The exact mechanisms explaining increase of migraine attacks during SARS-CoV-2 infection in our patient are still to be elucidated. Potential explanations include meningoencephalitis due to direct brain invasion by the viral agent, metabolic encephalopathy, and the cytokine release syndrome (CRS) [6]. The first two hypotheses seem unlikely since our patient developed a mild COVID-19 and neurologic investigations were normal. On the contrary, increased cytokine concentrations (the “cytokine storm”) are the most plausible explanation of migraine worsening. In patients with severe SARS-CoV-2 infection, increased plasma concentrations of several pro-inflammatory molecules, as interferon gamma, interleukin-2, interleukin-6, tumor necrosis factor alpha, interleukin-8, and interleukin-10, were described [7]. Several studies in experimental animals as well as genetic and biochemical studies in humans suggested a role for pro-inflammatory cytokines in migraine pathophysiology [8, 9].

Our patient reported also mild neurocognitive symptoms lasting approximately 2 months and resolving without specific treatment.
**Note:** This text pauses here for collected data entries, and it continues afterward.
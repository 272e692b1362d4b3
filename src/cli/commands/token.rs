use anyhow::anyhow;
use clap::Subcommand;
use serde_json::json;

use crate::auth::{generate_token, Claims, Role, TokenScope};
use crate::cli::utils::*;
use crate::cli::OutputFormat;
use crate::config::config;

#[derive(Subcommand)]
pub enum TokenCommands {
    #[command(about = "Mint a signed access token")]
    Issue {
        #[arg(long, help = "`system`, `trust:<code>` or a bare trust code")]
        scope: TokenScope,
        #[arg(long, help = "SYSTEM_ADMIN, TRUST_ADMIN or STAFF")]
        role: Role,
        #[arg(long, help = "Subject recorded in the token (e.g. an email)")]
        sub: String,
        #[arg(long, help = "Lifetime in hours (defaults to SECURITY_JWT_EXPIRY_HOURS)")]
        hours: Option<i64>,
    },
}

pub async fn handle(cmd: TokenCommands, output_format: OutputFormat) -> anyhow::Result<()> {
    match cmd {
        TokenCommands::Issue { scope, role, sub, hours } => {
            if role == Role::SystemAdmin && scope != TokenScope::System {
                return Err(anyhow!("SYSTEM_ADMIN tokens must use the system scope"));
            }

            let security = &config().security;
            let claims = match hours {
                Some(hours) if hours <= 0 => return Err(anyhow!("--hours must be positive")),
                Some(hours) => Claims::with_expiry(sub, scope, role, security, hours)?,
                None => Claims::new(sub, scope, role, security)?,
            };
            let token = generate_token(&claims, security)?;

            match output_format {
                OutputFormat::Json => output_json(&json!({
                    "token": token,
                    "claims": claims,
                })),
                OutputFormat::Text => {
                    println!("{}", token);
                    Ok(())
                }
            }
        }
    }
}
Several post-infectious complications of COVID-19 affecting cognitive function (the so-called brain fog) have been described [10]. Mechanisms that may contribute to COVID19-associated neurocognitive symptoms are, at present, unclear. Additional studies are needed in order to better elucidate prevalence of neurocognitive symptoms, spectrum of clinical involvement, natural history, and therapeutic strategies in these patients.

In conclusion, our case report showed that SARS-CoV-2 infection in a patient treating chronic migraine and medication-overuse headache with erenumab induced a significant increase in the frequency of migraine attacks. Increase in drug dosage significantly reduced this phenomenon. Additional studies in migraine patients treated with anti-CGRP antibodies during COVID-19 are needed.